Today, when most people think of intellectual property owned by a business, they think of a name, a logo, or branding-related trademarks. Some small- to mid-sized businesses put little emphasis on IP protection, but they may have valuable IP worth protecting.

Leonard Marquez from Wendel Rosen Black & Dean, recently sat down with Inside Counsel to discuss why these types of materials qualify as trade secrets and what smaller businesses can do to ensure their IP is protected. 

Most people immediately think in terms of IP and IP rights when dealing with things like trademarks, patents, and published materials. However, there are many types of IP that may not ring a bell in terms of implicating IP related rights and obligations. In fact, some things that qualify as IP include customer lists and data, business information and plans and marketing strategies. 

“A business’ customer list can be a trade secret when it contains information with economic value from not being generally known to the rest of a business’ competitors,” he explained. “Any proprietary information that derives economic value from not being generally known can be protectable as a trade secret under California and Federal law.”

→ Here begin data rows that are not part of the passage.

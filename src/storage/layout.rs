use std::fs;
use std::fs::{File, OpenOptions};
use std::path::{Path, PathBuf};

use crate::core::error::Result;

/// Flat index directory. Every file of a segment is keyed by
/// `segment.<id>.<field>.<suffix>`; the commit manifest and deletion
/// generations live next to them.
#[derive(Debug, Clone)]
pub struct IndexLayout {
    dir: PathBuf,
}

impl IndexLayout {
    pub fn new(dir: impl Into<PathBuf>) -> Result<Self> {
        let dir = dir.into();
        fs::create_dir_all(&dir)?;
        Ok(IndexLayout { dir })
    }

    pub fn dir(&self) -> &Path {
        &self.dir
    }

    pub fn commit_path(&self) -> PathBuf {
        self.dir.join("commit")
    }

    /// Staging file the commit is written to before the atomic rename.
    pub fn pending_commit_path(&self) -> PathBuf {
        self.dir.join(".commit")
    }

    pub fn segment_file(&self, segment_id: u32, field: &str, suffix: &str) -> PathBuf {
        self.dir.join(format!("segment.{}.{}.{}", segment_id, field, suffix))
    }

    /// Base path of a segment KV store (`.data`/`.index` get appended).
    pub fn segment_kv_base(&self, segment_id: u32, field: &str, suffix: &str) -> PathBuf {
        self.segment_file(segment_id, field, suffix)
    }

    /// Base path of a deletion generation KV store.
    pub fn deleted_kv_base(&self, generation: u32) -> PathBuf {
        self.dir.join(format!("deleted.{}", generation))
    }
}

/// Segment files are written exactly once; exclusive create turns an id
/// collision or a re-run into an error instead of silent truncation.
pub fn create_file(path: &Path) -> Result<File> {
    let file = OpenOptions::new().write(true).create_new(true).open(path)?;
    Ok(file)
}

/// Appends a suffix to a full path, `base` → `base.data` style.
pub fn path_with_suffix(base: &Path, suffix: &str) -> PathBuf {
    let mut name = base.as_os_str().to_os_string();
    name.push(suffix);
    PathBuf::from(name)
}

Even a business’s technical “know-how” can qualify as a trade secret. The law of trade secret can protect a lot of different things, including formulas, methods, techniques, or processes. Trade secret can go as far as to protect a company’s business plans and marketing strategies, plans, and techniques if those have value from not being generally known in the industry.

Unfortunately, some SMBs don’t put much emphasis on IP protection because they may not realize that it has IP rights to protect. “Legal representation is expensive and SMBs quite often seek to avoid incurring legal fees if possible,” he said. “While understandable at some level, even SMBs need to give careful consideration to the costs-benefits analysis of spending the money to confer proactively with counsel about risks in the form of handling IP before a crisis happens.”

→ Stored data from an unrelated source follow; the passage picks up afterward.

use crate::core::types::GlobalDocId;
use crate::search::heap::MinHeap;

/// Sink for scored hits. `lower_bound` is read back by the iterators on
/// every step; a tighter bound prunes more blocks.
pub trait Collector {
    fn collect(&mut self, doc_id: GlobalDocId, score: f32);

    fn lower_bound(&self) -> f32;
}

#[derive(Debug, Clone, Copy, PartialEq)]
pub struct DocScore {
    pub doc_id: GlobalDocId,
    pub score: f32,
}

/// Keeps the N best hits in a score-keyed min-heap: the root is always
/// the weakest kept hit, which doubles as the pruning threshold.
pub struct TopNCollector {
    top_n: usize,
    heap: MinHeap<GlobalDocId>,
}

impl TopNCollector {
    pub fn new(top_n: usize) -> Self {
        TopNCollector {
            top_n,
            heap: MinHeap::new(),
        }
    }

    /// Drains into descending score order.
    pub fn into_sorted_docs(mut self) -> Vec<DocScore> {
        let mut results = Vec::with_capacity(self.heap.len());
        while let Some((score, doc_id)) = self.heap.pop() {
            results.push(DocScore { doc_id, score });
        }
        results.reverse();
        results
    }
}

impl Collector for TopNCollector {
    fn collect(&mut self, doc_id: GlobalDocId, score: f32) {
        if self.top_n == 0 {
            return;
        }

        if self.heap.len() < self.top_n {
            self.heap.push(score, doc_id);
            return;
        }

        if let Some(min) = self.heap.min_key() {
            if score > min {
                self.heap.replace_min(score, doc_id);
            }
        }
    }

    fn lower_bound(&self) -> f32 {
        if self.heap.len() < self.top_n {
            return 0.0;
        }
        self.heap.min_key().unwrap_or(0.0)
    }
}

#[cfg(test)]
mod tests {
    use super::*;

    #[test]
    fn keeps_only_the_best_n() {
        let mut collector = TopNCollector::new(2);
        collector.collect(1, 0.5);
        collector.collect(2, 2.0);
        collector.collect(3, 1.0);
        collector.collect(4, 0.1);

        let results = collector.into_sorted_docs();
        assert_eq!(results.len(), 2);
        assert_eq!(results[0].doc_id, 2);
        assert_eq!(results[1].doc_id, 3);
        assert!(results[0].score >= results[1].score);
    }

    #[test]
    fn lower_bound_is_zero_until_full() {
        let mut collector = TopNCollector::new(2);
        assert_eq!(collector.lower_bound(), 0.0);
        collector.collect(1, 5.0);
        assert_eq!(collector.lower_bound(), 0.0);
        collector.collect(2, 3.0);
        assert_eq!(collector.lower_bound(), 3.0);
        collector.collect(3, 4.0);
        assert_eq!(collector.lower_bound(), 4.0);
    }

    #[test]
    fn fewer_hits_than_capacity() {
        let mut collector = TopNCollector::new(10);
        collector.collect(9, 1.5);
        let results = collector.into_sorted_docs();
        assert_eq!(results.len(), 1);
        assert_eq!(results[0].doc_id, 9);
    }
}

So, how can these smaller businesses know if they have valuable IP worth protecting? 

According to Marquez, most IP counsel can conduct what is often referred to as an IP audit. Counsel can work with management to review the company’s operations and spot issues where IP is being generated, but where the company may not have all the protocols and other measures in place that it should to protect that IP. In addition, trade secret can protect almost anything that has value to a business because of its only being known to the company. The law of trademark protects a “mark,” which may be a word, name or symbol, used by a proprietor to identify and distinguish the goods of that proprietor. A copyright is, essentially, the bundle of rights that an author has in an original creative work of expression. Those rights include the right to control the duplication of the work and to sell it for profit.

“A common type of work protected by copyright is a written work such as a novel,” explained Marquez. “However, copyright can protect a broad range of other works, including paintings, movies, music, sculpture, works of architecture and design.”

What can smaller businesses do to ensure their IP is protected?

According to Marquez, once there is a recognition of the need to protect the company’s IP, management should proactively reach out to IP counsel. Each type of IP implicates its own unique set of considerations as far as protecting that IP. 

He added, “Many trade secret misappropriation cases are won or lost on that issue alone. Each category of IP being generated and handled has to be considered and the appropriate measures taken to protect that IP.”